If a line in the entries contains the string "events", include that line in your answer.

» RECORD EXTRACTS:

----------------

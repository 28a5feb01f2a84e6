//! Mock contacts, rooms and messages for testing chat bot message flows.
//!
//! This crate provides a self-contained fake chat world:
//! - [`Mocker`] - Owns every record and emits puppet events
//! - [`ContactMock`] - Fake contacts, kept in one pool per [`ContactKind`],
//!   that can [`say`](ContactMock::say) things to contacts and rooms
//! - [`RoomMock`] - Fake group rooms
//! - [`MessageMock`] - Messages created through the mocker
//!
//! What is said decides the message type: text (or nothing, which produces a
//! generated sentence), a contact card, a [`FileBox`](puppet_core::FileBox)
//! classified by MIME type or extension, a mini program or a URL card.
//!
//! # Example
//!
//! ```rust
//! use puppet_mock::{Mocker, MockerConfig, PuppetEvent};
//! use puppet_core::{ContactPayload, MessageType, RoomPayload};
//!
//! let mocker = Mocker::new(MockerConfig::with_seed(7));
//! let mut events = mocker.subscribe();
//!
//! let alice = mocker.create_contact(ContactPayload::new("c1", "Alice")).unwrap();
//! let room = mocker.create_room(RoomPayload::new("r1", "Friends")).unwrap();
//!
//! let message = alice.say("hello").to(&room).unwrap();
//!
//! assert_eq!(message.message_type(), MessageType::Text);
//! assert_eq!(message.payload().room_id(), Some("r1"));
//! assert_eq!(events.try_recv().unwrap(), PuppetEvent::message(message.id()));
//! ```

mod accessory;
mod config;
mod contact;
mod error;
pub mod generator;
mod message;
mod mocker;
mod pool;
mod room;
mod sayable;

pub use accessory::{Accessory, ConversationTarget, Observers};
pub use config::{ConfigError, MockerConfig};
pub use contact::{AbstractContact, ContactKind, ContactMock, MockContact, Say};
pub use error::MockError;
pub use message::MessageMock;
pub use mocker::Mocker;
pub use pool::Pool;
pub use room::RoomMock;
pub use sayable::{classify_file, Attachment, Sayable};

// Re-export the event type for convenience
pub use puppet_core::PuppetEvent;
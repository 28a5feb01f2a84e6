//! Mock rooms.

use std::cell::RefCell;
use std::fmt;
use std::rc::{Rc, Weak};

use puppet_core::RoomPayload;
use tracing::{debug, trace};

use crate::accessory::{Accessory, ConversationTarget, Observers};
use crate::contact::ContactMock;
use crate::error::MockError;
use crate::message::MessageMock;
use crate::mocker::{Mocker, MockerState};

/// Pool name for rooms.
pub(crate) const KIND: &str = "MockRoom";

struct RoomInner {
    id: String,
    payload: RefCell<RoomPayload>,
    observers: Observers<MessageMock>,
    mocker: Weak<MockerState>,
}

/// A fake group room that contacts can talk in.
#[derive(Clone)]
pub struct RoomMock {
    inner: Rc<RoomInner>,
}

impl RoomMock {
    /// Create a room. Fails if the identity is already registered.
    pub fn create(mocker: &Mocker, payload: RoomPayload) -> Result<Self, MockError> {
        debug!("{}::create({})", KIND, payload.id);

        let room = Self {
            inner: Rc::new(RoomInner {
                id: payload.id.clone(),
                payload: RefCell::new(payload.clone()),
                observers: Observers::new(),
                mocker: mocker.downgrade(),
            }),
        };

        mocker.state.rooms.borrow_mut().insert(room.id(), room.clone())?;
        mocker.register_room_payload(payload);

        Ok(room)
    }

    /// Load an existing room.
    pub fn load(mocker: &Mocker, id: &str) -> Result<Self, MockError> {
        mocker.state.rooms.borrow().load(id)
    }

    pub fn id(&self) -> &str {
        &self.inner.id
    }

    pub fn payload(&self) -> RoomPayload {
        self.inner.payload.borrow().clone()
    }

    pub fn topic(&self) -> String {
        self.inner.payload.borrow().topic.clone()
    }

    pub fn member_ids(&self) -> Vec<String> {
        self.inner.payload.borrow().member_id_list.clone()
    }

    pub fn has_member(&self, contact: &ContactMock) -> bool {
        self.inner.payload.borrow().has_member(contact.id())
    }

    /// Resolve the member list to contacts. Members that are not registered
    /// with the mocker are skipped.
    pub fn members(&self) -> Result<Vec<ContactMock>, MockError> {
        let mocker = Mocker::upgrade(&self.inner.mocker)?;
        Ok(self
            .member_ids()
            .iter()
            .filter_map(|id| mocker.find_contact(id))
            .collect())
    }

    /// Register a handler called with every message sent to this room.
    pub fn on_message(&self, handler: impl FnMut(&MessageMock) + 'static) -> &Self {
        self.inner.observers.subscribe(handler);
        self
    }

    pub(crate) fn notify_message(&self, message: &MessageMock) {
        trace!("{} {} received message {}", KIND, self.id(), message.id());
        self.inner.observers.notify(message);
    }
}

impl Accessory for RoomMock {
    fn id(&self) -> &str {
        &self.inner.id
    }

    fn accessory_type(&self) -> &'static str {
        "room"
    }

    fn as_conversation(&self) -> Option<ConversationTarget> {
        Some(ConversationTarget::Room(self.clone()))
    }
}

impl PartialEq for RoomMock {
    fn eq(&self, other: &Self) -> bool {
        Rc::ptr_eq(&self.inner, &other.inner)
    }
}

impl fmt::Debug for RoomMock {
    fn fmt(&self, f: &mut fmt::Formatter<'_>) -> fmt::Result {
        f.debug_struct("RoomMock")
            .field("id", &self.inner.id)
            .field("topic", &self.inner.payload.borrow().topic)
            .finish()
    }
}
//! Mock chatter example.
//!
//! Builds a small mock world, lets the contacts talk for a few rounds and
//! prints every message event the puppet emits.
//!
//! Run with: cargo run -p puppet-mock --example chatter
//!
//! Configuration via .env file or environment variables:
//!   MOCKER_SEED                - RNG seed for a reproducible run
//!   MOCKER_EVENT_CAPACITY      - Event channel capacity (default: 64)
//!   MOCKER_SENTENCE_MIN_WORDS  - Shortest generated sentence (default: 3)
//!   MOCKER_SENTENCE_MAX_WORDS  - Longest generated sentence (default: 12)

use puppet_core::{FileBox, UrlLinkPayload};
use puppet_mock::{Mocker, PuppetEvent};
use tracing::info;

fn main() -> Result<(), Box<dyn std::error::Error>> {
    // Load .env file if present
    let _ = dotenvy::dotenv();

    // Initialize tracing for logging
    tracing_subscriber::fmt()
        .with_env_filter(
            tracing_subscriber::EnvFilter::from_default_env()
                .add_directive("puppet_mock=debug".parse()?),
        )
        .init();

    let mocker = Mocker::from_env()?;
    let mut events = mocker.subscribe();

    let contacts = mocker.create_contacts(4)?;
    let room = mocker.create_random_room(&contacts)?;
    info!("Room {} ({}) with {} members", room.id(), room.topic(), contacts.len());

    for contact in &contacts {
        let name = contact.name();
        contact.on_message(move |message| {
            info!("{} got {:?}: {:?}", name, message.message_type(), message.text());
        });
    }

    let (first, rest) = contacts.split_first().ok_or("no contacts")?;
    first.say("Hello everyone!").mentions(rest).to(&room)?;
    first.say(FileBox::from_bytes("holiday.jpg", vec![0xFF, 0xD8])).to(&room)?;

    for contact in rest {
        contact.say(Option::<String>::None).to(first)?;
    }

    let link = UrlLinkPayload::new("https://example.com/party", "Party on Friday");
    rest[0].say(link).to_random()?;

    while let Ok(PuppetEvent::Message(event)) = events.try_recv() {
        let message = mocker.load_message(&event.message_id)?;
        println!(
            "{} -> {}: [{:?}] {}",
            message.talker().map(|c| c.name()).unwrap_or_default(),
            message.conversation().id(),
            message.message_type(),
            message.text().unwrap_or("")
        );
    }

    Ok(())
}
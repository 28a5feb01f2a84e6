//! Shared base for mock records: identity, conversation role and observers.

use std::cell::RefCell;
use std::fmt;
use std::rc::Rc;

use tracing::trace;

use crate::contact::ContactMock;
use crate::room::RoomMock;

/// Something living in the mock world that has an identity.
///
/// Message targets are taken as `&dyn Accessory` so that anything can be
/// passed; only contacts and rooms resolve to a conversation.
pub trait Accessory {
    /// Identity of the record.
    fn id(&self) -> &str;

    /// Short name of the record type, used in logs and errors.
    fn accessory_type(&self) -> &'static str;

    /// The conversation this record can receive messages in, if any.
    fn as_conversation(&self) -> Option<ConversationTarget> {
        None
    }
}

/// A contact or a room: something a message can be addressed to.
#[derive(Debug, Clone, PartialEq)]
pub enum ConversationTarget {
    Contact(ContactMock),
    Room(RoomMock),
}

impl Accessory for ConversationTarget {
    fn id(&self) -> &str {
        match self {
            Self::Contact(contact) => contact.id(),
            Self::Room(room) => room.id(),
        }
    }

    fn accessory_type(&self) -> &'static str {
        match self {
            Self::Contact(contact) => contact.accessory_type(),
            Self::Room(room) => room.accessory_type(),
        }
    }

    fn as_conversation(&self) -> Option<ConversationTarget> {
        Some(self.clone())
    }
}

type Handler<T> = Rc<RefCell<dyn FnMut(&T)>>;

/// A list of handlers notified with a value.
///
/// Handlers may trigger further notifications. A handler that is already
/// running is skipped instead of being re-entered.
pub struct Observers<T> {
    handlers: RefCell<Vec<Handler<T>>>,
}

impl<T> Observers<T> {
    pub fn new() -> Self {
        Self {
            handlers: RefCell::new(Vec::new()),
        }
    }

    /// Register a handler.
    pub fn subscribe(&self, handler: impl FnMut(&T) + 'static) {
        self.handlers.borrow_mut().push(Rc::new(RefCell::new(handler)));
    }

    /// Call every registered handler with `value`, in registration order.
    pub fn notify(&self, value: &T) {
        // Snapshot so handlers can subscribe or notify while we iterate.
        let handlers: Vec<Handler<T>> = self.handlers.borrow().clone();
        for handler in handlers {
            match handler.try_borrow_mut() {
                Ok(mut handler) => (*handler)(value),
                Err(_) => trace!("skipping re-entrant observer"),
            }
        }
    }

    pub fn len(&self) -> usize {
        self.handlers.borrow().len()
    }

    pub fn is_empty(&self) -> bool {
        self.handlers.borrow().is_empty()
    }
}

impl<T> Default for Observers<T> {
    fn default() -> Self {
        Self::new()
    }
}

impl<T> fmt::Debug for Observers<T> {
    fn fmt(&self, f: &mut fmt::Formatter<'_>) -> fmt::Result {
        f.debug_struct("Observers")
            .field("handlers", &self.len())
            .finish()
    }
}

----------------

» SOLUTION TO THE PROBLEM:
//! - [`Mocker`] - Owns every record and emits puppet events
//! let mut events = mocker.subscribe();
//! assert_eq!(events.try_recv().unwrap(), PuppetEvent::message(message.id()));
    let mut events = mocker.subscribe();
    while let Ok(PuppetEvent::Message(event)) = events.try_recv() {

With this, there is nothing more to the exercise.